Merece atenção o novo do filipino Lav Diaz, A mulher que se foi, muito bem recebido no festival de Veneza, apesar de suas quase quatro horas (duração até modesta, comparada à de outros filmes do cineasta).

Jim Jarmusch comparece em dose dupla, com o documentário Gimme danger, sobre a banda de rock The Stooges, e a ficção Paterson, sobre um motorista de ônibus e poeta. Há ainda os novos de Werner Herzog (o documentário Eis os delírios do mundo conectado) Andrzej Wajda (Afterimage, sobre um pintor dissidente do regime comunista), Xavier Dolan (É apenas o fim do mundo, grande prêmio do júri em Cannes), Paul Schrader (Dog eat dog), Bertrand Bonello (Nocturama) e Bruno Dumont (Mistério na Costa Chanel). Não se deve desprezar também Jovens loucos e mais rebeldes!, o novo de Richard Linklater, o diretor de Boyhood.

Brasileiros

No front nacional, os obrigatórios são Era o Hotel Cambridge, vibrante misto de documentário e ficção de Eliane Caffé sobre ocupações de prédios por sem-teto em São Paulo; BR-176, evocação irônica e nostálgica de Domingos Oliveira de seu apartamento da avenida Barata Ribeiro onde tudo acontecia no início dos anos 1960; Cinema novo, de Eryk Rocha, premiado como melhor documentário em Cannes; e Redemoinho, a estreia no cinema do talentoso diretor de minisséries de TV José Luiz Villamarim.

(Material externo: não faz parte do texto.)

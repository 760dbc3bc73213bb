//! Provider webhook adapter: signature check, challenge handshake, parsing.
//!
//! The signature is verified over the exact body bytes before anything is
//! parsed. Only after that is the payload treated as a trusted event source.

use chrono::{DateTime, TimeZone, Utc};
use hmac::{Hmac, Mac};
use serde::Deserialize;
use serde_json::{json, Value};
use sha2::{Digest, Sha256};

use crate::error::IngestionError;
use crate::types::{parse_timestamp, ActivityEvent, ActivityKind, EventPayload, EventSource};

type HmacSha256 = Hmac<Sha256>;

const SIGNATURE_VERSION: &str = "v0";
const URL_VALIDATION_EVENT: &str = "endpoint.url_validation";

// ═══════════════════════════════════════════════════════════════════════════════
// Signatures
// ═══════════════════════════════════════════════════════════════════════════════

fn mac_for(secret: &str) -> Result<HmacSha256, IngestionError> {
    HmacSha256::new_from_slice(secret.as_bytes()).map_err(|_| IngestionError::SecretNotConfigured)
}

/// Signature header value the provider would send for `body` at `timestamp`.
pub fn compute_signature(secret: &str, timestamp: &str, body: &str) -> Result<String, IngestionError> {
    let mut mac = mac_for(secret)?;
    mac.update(format!("{}:{}:{}", SIGNATURE_VERSION, timestamp, body).as_bytes());
    Ok(format!(
        "{}={}",
        SIGNATURE_VERSION,
        hex::encode(mac.finalize().into_bytes())
    ))
}

/// Check a `v0=<hex>` signature and the replay window.
///
/// `timestamp` is the provider's request timestamp in unix seconds.
pub fn verify_signature(
    secret: &str,
    timestamp: &str,
    body: &str,
    signature: &str,
    now: DateTime<Utc>,
    tolerance_secs: u64,
) -> Result<(), IngestionError> {
    if secret.is_empty() {
        return Err(IngestionError::SecretNotConfigured);
    }
    let sent_at: i64 = timestamp.trim().parse().map_err(|_| {
        IngestionError::MalformedPayload("timestamp must be unix seconds".to_string())
    })?;
    if now.timestamp().abs_diff(sent_at) > tolerance_secs {
        return Err(IngestionError::StaleTimestamp {
            timestamp: timestamp.to_string(),
        });
    }

    let digest = signature
        .strip_prefix("v0=")
        .and_then(|hex_part| hex::decode(hex_part).ok())
        .ok_or(IngestionError::BadSignature)?;
    let mut mac = mac_for(secret)?;
    mac.update(format!("{}:{}:{}", SIGNATURE_VERSION, timestamp.trim(), body).as_bytes());
    mac.verify_slice(&digest)
        .map_err(|_| IngestionError::BadSignature)
}

/// Answer to the provider's endpoint registration handshake.
pub fn challenge_response(secret: &str, plain_token: &str) -> Result<Value, IngestionError> {
    let mut mac = mac_for(secret)?;
    mac.update(plain_token.as_bytes());
    Ok(json!({
        "plainToken": plain_token,
        "encryptedToken": hex::encode(mac.finalize().into_bytes()),
    }))
}

// ═══════════════════════════════════════════════════════════════════════════════
// Body Parsing
// ═══════════════════════════════════════════════════════════════════════════════

#[derive(Debug, Deserialize)]
struct WebhookBody {
    event: String,
    #[serde(default)]
    event_ts: Option<i64>,
    #[serde(default)]
    payload: Value,
}

#[derive(Debug, Deserialize)]
struct ValidationPayload {
    #[serde(rename = "plainToken")]
    plain_token: String,
}

#[derive(Debug, Deserialize)]
struct ParticipantPayload {
    object: MeetingObject,
}

#[derive(Debug, Deserialize)]
struct MeetingObject {
    id: Value,
    start_time: String,
    duration: u32,
    participant: ParticipantObject,
}

#[derive(Debug, Deserialize)]
struct ParticipantObject {
    user_id: Value,
    #[serde(default)]
    event_id: Option<String>,
    #[serde(default)]
    join_time: Option<String>,
    #[serde(default)]
    leave_time: Option<String>,
    #[serde(default)]
    date_time: Option<String>,
    #[serde(default)]
    duration: Option<u64>,
}

/// A participant activity event addressed to one attendance session.
#[derive(Debug, Clone, PartialEq)]
pub struct ParticipantEvent {
    pub event_id: String,
    pub kind: ActivityKind,
    pub occurred_at: DateTime<Utc>,
    pub participant_id: String,
    pub meeting_id: String,
    pub scheduled_start: DateTime<Utc>,
    pub scheduled_duration_min: u32,
    pub reported_duration_secs: Option<u64>,
}

impl ParticipantEvent {
    pub fn session_id(&self) -> String {
        session_id_for(&self.participant_id, &self.meeting_id, self.scheduled_start)
    }

    pub fn to_activity_event(&self) -> ActivityEvent {
        ActivityEvent {
            event_id: self.event_id.clone(),
            kind: self.kind,
            occurred_at: self.occurred_at,
            source: EventSource::Webhook,
            sequence: 0,
            payload: EventPayload {
                reported_duration_secs: self.reported_duration_secs,
                ..EventPayload::default()
            },
        }
    }
}

#[derive(Debug, Clone, PartialEq)]
pub enum WebhookMessage {
    UrlValidation { plain_token: String },
    Participant(ParticipantEvent),
    /// A well-formed event this service does not track.
    Ignored { event: String },
}

fn kind_for_event(event: &str) -> Option<ActivityKind> {
    match event {
        "meeting.participant_joined" => Some(ActivityKind::Join),
        "meeting.participant_rejoined" => Some(ActivityKind::Rejoin),
        "meeting.participant_left" => Some(ActivityKind::Leave),
        "meeting.participant_video_on" => Some(ActivityKind::VideoOn),
        "meeting.participant_video_off" => Some(ActivityKind::VideoOff),
        "meeting.participant_audio_on" => Some(ActivityKind::AudioOn),
        "meeting.participant_audio_off" => Some(ActivityKind::AudioOff),
        _ => None,
    }
}

/// Provider ids arrive as strings or numbers; both map to the same text.
fn id_text(value: &Value, field: &str) -> Result<String, IngestionError> {
    let text = match value {
        Value::String(text) => text.trim().to_string(),
        Value::Number(number) => number.to_string(),
        _ => String::new(),
    };
    if text.is_empty() {
        return Err(IngestionError::MalformedPayload(format!("{} is required", field)));
    }
    Ok(text)
}

fn timestamp_field(value: &str, field: &str) -> Result<DateTime<Utc>, IngestionError> {
    parse_timestamp(value)
        .ok_or_else(|| IngestionError::MalformedPayload(format!("{} must be RFC3339", field)))
}

pub fn parse_webhook_body(body: &str) -> Result<WebhookMessage, IngestionError> {
    let parsed: WebhookBody = serde_json::from_str(body)
        .map_err(|err| IngestionError::MalformedPayload(format!("webhook body: {}", err)))?;

    if parsed.event == URL_VALIDATION_EVENT {
        let payload: ValidationPayload = serde_json::from_value(parsed.payload).map_err(|err| {
            IngestionError::MalformedPayload(format!("url validation payload: {}", err))
        })?;
        return Ok(WebhookMessage::UrlValidation {
            plain_token: payload.plain_token,
        });
    }

    let Some(kind) = kind_for_event(&parsed.event) else {
        return Ok(WebhookMessage::Ignored {
            event: parsed.event,
        });
    };

    let payload: ParticipantPayload = serde_json::from_value(parsed.payload).map_err(|err| {
        IngestionError::MalformedPayload(format!("participant payload: {}", err))
    })?;
    let object = payload.object;
    let participant = object.participant;

    let meeting_id = id_text(&object.id, "object.id")?;
    let participant_id = id_text(&participant.user_id, "participant.user_id")?;
    let scheduled_start = timestamp_field(&object.start_time, "object.start_time")?;

    let occurrence = match kind {
        ActivityKind::Join | ActivityKind::Rejoin => participant.join_time.as_deref(),
        ActivityKind::Leave => participant.leave_time.as_deref(),
        _ => participant.date_time.as_deref(),
    };
    let occurred_at = match (occurrence, parsed.event_ts) {
        (Some(text), _) => timestamp_field(text, "participant occurrence time")?,
        (None, Some(millis)) => Utc.timestamp_millis_opt(millis).single().ok_or_else(|| {
            IngestionError::MalformedPayload("event_ts is out of range".to_string())
        })?,
        (None, None) => {
            return Err(IngestionError::MalformedPayload(
                "event has no occurrence time".to_string(),
            ))
        }
    };

    let event_id = match participant.event_id.filter(|id| !id.trim().is_empty()) {
        Some(id) => id,
        None => derived_event_id(&parsed.event, &meeting_id, &participant_id, occurred_at),
    };

    Ok(WebhookMessage::Participant(ParticipantEvent {
        event_id,
        kind,
        occurred_at,
        participant_id,
        meeting_id,
        scheduled_start,
        scheduled_duration_min: object.duration,
        reported_duration_secs: if kind == ActivityKind::Leave {
            participant.duration
        } else {
            None
        },
    }))
}

/// Stable id for provider events that carry none, so redelivery deduplicates.
fn derived_event_id(
    event: &str,
    meeting_id: &str,
    participant_id: &str,
    occurred_at: DateTime<Utc>,
) -> String {
    let mut hasher = Sha256::new();
    hasher.update(event.as_bytes());
    hasher.update(b"|");
    hasher.update(meeting_id.as_bytes());
    hasher.update(b"|");
    hasher.update(participant_id.as_bytes());
    hasher.update(b"|");
    hasher.update(occurred_at.timestamp_millis().to_le_bytes());
    let digest = hex::encode(hasher.finalize());
    format!("wh-{}", &digest[..32])
}

/// Session key: one participant in one scheduled meeting instance.
pub fn session_id_for(
    participant_id: &str,
    meeting_id: &str,
    scheduled_start: DateTime<Utc>,
) -> String {
    let mut hasher = Sha256::new();
    hasher.update(participant_id.as_bytes());
    hasher.update(b"|");
    hasher.update(meeting_id.as_bytes());
    hasher.update(b"|");
    hasher.update(scheduled_start.timestamp_millis().to_le_bytes());
    let digest = hex::encode(hasher.finalize());
    format!("ses-{}", &digest[..24])
}

#[cfg(test)]
mod tests {
    use super::*;

    const SECRET: &str = "whsec-test";

    fn now() -> DateTime<Utc> {
        Utc.timestamp_opt(1_772_442_000, 0).single().expect("now")
    }

    fn joined_body() -> String {
        json!({
            "event": "meeting.participant_joined",
            "event_ts": 1_772_442_000_000i64,
            "payload": {
                "object": {
                    "id": 8_812_345,
                    "start_time": "2026-03-02T09:00:00Z",
                    "duration": 60,
                    "participant": {
                        "user_id": "u-42",
                        "join_time": "2026-03-02T09:01:30Z"
                    }
                }
            }
        })
        .to_string()
    }

    #[test]
    fn accepts_valid_signature_within_tolerance() {
        let body = joined_body();
        let timestamp = now().timestamp().to_string();
        let signature = compute_signature(SECRET, &timestamp, &body).expect("sign");
        assert!(signature.starts_with("v0="));
        verify_signature(SECRET, &timestamp, &body, &signature, now(), 300).expect("valid");
    }

    #[test]
    fn rejects_tampered_body_and_stale_timestamp() {
        let body = joined_body();
        let timestamp = now().timestamp().to_string();
        let signature = compute_signature(SECRET, &timestamp, &body).expect("sign");
        let tampered = body.replace("u-42", "u-43");
        assert_eq!(
            verify_signature(SECRET, &timestamp, &tampered, &signature, now(), 300),
            Err(IngestionError::BadSignature)
        );

        let later = now() + chrono::Duration::seconds(301);
        assert!(matches!(
            verify_signature(SECRET, &timestamp, &body, &signature, later, 300),
            Err(IngestionError::StaleTimestamp { .. })
        ));
        assert_eq!(
            verify_signature(SECRET, &timestamp, &body, "sha256=abc", now(), 300),
            Err(IngestionError::BadSignature)
        );
    }

    #[test]
    fn empty_secret_is_not_configured() {
        assert_eq!(
            verify_signature("", "1", "{}", "v0=00", now(), 300),
            Err(IngestionError::SecretNotConfigured)
        );
    }

    #[test]
    fn parses_participant_join() {
        let message = parse_webhook_body(&joined_body()).expect("parse");
        let WebhookMessage::Participant(event) = message else {
            panic!("expected participant event");
        };
        assert_eq!(event.kind, ActivityKind::Join);
        assert_eq!(event.meeting_id, "8812345");
        assert_eq!(event.participant_id, "u-42");
        assert_eq!(event.scheduled_duration_min, 60);
        assert!(event.event_id.starts_with("wh-"));
        assert_eq!(
            parse_webhook_body(&joined_body()).expect("reparse"),
            WebhookMessage::Participant(event.clone())
        );
        assert!(event.session_id().starts_with("ses-"));
    }

    #[test]
    fn leave_carries_provider_duration() {
        let body = json!({
            "event": "meeting.participant_left",
            "payload": { "object": {
                "id": "m-1",
                "start_time": "2026-03-02T09:00:00Z",
                "duration": 60,
                "participant": {
                    "user_id": "u-1",
                    "event_id": "evt-9",
                    "leave_time": "2026-03-02T10:00:00Z",
                    "duration": 3600
                }
            }}
        })
        .to_string();
        let WebhookMessage::Participant(event) = parse_webhook_body(&body).expect("parse") else {
            panic!("expected participant event");
        };
        assert_eq!(event.event_id, "evt-9");
        assert_eq!(event.reported_duration_secs, Some(3600));
        assert_eq!(
            event.to_activity_event().payload.reported_duration_secs,
            Some(3600)
        );
    }

    #[test]
    fn url_validation_and_unknown_events() {
        let body = json!({
            "event": "endpoint.url_validation",
            "payload": { "plainToken": "tok-1" }
        })
        .to_string();
        assert_eq!(
            parse_webhook_body(&body).expect("parse"),
            WebhookMessage::UrlValidation {
                plain_token: "tok-1".to_string()
            }
        );
        let response = challenge_response(SECRET, "tok-1").expect("challenge");
        assert_eq!(response["plainToken"], "tok-1");
        assert_eq!(response["encryptedToken"].as_str().map(str::len), Some(64));

        let ignored = json!({ "event": "meeting.started", "payload": {} }).to_string();
        assert!(matches!(
            parse_webhook_body(&ignored).expect("parse"),
            WebhookMessage::Ignored { .. }
        ));
    }

    #[test]
    fn missing_participant_id_is_malformed() {
        let body = json!({
            "event": "meeting.participant_joined",
            "payload": { "object": {
                "id": "m-1",
                "start_time": "2026-03-02T09:00:00Z",
                "duration": 60,
                "participant": { "user_id": "", "join_time": "2026-03-02T09:00:00Z" }
            }}
        })
        .to_string();
        assert!(matches!(
            parse_webhook_body(&body),
            Err(IngestionError::MalformedPayload(_))
        ));
    }
}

Vale a pena apostar também no documentário Pitanga, de Beto Brant e Camila Pitanga, a respeito do pai desta, o grande ator negro Antonio Pitanga. E, claro, quem tiver curiosidade poderá conhecer o representante brasileiro na corrida pelo Oscar, o melodrama O pequeno segredo, que pouca gente viu até agora.

Enfim, já dá para começar a se divertir.